- [What you have to do]: Reproduce verbatim the lines of the material below, starting at the line with "use super::super::super::options::PlacementOptions;" and ending at the line with "const SCALE: f64 = 10.0;", both inclusive; skip the rest.
· · ·
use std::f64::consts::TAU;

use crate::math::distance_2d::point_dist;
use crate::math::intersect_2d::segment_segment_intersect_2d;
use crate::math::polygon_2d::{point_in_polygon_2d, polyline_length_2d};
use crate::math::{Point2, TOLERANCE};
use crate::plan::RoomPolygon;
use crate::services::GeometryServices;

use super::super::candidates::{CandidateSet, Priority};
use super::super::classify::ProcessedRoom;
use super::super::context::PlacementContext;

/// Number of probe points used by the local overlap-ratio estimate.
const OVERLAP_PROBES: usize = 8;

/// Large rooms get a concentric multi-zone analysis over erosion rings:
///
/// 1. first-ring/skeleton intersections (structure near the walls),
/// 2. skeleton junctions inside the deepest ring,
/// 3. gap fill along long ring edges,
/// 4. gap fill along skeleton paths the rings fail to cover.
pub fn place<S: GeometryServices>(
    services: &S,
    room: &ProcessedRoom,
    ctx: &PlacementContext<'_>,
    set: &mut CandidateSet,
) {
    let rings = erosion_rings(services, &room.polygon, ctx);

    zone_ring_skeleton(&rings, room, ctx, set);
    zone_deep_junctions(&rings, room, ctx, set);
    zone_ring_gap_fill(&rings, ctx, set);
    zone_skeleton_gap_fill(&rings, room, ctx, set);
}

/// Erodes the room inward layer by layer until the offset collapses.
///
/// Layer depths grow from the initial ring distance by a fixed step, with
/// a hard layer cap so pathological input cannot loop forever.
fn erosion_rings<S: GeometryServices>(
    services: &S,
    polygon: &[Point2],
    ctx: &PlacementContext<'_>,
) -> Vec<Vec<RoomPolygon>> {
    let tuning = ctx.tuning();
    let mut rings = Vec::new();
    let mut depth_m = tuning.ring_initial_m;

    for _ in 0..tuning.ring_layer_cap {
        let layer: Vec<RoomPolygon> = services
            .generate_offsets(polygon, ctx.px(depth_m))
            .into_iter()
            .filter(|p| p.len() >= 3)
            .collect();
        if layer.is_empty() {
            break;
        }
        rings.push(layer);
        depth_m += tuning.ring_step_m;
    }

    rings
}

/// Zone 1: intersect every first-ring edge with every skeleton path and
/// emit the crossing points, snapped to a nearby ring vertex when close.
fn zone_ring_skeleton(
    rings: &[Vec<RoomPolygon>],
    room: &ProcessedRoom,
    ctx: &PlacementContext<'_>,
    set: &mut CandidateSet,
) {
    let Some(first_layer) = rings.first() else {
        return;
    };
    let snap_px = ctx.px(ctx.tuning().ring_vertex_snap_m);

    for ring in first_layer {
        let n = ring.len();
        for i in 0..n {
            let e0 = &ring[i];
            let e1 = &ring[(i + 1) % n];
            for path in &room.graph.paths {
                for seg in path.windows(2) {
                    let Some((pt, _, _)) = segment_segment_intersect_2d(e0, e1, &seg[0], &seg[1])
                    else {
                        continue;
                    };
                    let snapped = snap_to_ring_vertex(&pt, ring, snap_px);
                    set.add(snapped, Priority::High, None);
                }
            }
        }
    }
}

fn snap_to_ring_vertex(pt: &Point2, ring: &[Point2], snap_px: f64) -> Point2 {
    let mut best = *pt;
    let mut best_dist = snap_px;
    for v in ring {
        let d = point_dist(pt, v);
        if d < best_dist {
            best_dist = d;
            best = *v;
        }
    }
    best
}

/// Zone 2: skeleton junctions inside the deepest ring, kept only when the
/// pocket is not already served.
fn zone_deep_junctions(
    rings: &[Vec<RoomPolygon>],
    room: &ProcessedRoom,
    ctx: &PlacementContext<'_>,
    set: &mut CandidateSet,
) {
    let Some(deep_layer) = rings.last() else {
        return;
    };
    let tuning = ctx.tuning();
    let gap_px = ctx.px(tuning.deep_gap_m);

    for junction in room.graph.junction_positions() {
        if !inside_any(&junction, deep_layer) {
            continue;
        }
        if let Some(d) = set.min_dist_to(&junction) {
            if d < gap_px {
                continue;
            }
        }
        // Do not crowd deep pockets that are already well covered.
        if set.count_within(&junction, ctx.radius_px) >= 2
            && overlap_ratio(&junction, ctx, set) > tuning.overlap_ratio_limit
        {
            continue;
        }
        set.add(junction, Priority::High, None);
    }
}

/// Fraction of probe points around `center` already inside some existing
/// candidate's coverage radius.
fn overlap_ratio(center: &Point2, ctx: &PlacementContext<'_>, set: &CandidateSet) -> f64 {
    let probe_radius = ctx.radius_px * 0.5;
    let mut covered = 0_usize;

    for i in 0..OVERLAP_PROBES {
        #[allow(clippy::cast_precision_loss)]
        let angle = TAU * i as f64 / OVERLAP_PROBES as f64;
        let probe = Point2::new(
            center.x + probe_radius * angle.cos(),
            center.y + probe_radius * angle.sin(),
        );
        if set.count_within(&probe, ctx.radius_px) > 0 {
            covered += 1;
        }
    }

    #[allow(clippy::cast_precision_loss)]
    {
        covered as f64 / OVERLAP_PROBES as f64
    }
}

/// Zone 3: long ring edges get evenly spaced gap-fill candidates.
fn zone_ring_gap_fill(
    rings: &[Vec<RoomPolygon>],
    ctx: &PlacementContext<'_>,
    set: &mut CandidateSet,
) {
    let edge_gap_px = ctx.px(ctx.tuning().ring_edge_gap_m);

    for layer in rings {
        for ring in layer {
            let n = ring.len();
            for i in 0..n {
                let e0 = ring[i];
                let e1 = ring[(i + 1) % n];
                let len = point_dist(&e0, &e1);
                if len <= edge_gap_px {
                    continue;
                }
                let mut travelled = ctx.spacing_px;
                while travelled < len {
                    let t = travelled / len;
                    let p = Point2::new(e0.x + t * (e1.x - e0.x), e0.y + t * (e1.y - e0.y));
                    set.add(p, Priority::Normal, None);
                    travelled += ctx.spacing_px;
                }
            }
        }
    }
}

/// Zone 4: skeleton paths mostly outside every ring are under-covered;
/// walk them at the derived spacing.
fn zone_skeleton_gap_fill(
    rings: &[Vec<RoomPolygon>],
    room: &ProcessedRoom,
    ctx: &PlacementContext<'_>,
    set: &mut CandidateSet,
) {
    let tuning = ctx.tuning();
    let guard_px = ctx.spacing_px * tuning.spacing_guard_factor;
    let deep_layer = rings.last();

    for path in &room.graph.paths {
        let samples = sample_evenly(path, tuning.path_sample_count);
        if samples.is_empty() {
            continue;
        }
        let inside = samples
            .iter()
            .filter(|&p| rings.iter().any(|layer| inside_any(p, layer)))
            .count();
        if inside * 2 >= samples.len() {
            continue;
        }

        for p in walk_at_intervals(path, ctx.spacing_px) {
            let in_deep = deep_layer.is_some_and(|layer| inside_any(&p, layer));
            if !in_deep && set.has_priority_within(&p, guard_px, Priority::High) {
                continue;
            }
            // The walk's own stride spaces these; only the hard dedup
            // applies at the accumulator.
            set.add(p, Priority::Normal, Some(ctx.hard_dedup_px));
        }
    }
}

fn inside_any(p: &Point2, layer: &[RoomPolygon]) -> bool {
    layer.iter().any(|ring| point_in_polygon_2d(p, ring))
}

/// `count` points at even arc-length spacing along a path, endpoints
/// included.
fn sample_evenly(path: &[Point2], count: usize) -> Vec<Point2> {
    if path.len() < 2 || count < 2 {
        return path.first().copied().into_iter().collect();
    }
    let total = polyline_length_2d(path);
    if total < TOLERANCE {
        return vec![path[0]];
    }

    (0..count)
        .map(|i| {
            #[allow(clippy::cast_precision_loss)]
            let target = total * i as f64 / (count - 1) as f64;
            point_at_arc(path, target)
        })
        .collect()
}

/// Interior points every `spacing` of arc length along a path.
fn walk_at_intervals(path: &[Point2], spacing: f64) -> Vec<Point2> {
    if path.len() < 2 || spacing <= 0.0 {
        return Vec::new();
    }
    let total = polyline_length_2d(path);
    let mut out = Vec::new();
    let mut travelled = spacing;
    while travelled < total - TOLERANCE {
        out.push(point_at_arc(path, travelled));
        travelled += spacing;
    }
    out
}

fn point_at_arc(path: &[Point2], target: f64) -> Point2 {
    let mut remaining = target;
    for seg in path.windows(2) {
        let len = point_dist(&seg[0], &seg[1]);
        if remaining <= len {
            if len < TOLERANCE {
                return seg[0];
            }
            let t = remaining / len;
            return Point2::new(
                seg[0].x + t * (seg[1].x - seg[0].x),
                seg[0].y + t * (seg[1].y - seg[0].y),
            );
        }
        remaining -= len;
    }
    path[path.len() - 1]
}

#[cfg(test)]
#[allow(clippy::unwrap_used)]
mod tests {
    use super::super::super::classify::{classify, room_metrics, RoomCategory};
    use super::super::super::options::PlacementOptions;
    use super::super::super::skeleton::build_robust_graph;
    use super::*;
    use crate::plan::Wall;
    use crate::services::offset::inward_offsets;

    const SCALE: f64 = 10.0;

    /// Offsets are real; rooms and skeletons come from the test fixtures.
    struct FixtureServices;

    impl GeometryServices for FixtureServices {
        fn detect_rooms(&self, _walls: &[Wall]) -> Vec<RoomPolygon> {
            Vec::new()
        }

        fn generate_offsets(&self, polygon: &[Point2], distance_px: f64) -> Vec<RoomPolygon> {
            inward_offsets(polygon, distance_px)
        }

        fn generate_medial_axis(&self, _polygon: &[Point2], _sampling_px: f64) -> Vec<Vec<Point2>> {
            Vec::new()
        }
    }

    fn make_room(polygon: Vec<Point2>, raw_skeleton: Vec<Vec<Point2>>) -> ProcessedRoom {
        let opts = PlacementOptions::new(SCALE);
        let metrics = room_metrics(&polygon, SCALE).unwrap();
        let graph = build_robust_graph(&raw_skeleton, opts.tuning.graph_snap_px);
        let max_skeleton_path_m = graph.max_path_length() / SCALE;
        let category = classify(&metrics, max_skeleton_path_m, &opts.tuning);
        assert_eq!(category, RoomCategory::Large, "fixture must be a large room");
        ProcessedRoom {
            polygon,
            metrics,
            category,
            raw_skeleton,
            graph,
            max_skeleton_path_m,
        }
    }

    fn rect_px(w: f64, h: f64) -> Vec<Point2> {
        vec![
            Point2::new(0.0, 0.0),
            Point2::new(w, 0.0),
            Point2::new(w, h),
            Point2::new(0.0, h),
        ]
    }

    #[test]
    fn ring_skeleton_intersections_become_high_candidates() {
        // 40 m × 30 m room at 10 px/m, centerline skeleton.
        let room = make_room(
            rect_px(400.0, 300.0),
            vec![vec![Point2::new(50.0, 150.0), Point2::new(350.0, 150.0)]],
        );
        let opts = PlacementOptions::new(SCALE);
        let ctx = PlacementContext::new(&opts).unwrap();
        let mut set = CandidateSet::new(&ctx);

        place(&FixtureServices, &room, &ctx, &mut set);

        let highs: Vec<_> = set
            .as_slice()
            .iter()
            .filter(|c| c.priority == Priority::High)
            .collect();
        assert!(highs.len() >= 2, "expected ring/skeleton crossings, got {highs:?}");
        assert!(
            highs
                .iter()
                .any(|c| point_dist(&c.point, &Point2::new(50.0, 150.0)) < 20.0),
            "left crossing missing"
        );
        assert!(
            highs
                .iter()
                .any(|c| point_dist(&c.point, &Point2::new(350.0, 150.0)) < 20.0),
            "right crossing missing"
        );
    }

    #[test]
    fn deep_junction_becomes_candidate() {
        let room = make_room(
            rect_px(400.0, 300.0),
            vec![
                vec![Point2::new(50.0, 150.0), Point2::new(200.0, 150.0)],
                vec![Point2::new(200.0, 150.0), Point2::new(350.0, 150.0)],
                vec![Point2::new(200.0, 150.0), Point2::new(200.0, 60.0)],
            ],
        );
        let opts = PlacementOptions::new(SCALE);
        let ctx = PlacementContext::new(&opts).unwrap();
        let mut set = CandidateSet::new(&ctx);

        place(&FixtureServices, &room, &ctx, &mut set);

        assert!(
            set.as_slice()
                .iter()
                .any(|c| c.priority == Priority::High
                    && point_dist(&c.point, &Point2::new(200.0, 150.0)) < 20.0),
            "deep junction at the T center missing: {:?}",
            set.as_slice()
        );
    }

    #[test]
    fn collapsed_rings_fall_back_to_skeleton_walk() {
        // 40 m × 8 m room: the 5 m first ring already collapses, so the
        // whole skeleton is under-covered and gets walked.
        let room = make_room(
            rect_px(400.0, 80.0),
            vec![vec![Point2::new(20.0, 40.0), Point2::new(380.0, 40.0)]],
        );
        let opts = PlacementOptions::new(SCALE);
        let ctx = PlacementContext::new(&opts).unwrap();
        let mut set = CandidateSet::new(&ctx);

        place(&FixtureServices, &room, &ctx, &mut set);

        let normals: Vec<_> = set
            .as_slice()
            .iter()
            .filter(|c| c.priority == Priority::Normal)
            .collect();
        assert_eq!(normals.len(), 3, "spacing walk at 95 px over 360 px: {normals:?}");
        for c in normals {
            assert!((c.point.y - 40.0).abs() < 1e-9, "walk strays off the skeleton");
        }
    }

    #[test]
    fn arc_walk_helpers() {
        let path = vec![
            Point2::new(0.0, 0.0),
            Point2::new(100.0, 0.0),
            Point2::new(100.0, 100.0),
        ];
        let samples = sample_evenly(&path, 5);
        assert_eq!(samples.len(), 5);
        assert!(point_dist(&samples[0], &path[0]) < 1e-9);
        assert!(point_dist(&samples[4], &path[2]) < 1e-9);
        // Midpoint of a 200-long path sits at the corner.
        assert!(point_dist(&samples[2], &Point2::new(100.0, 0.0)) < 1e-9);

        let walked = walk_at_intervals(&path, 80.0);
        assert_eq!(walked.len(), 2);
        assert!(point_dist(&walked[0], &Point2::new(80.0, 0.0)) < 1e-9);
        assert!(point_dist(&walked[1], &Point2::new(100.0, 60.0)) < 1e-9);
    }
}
· · ·
- [Reply to the task]:
    use super::super::super::options::PlacementOptions;
    use super::super::super::skeleton::build_robust_graph;
    use super::*;
    use crate::plan::Wall;
    use crate::services::offset::inward_offsets;

    const SCALE: f64 = 10.0;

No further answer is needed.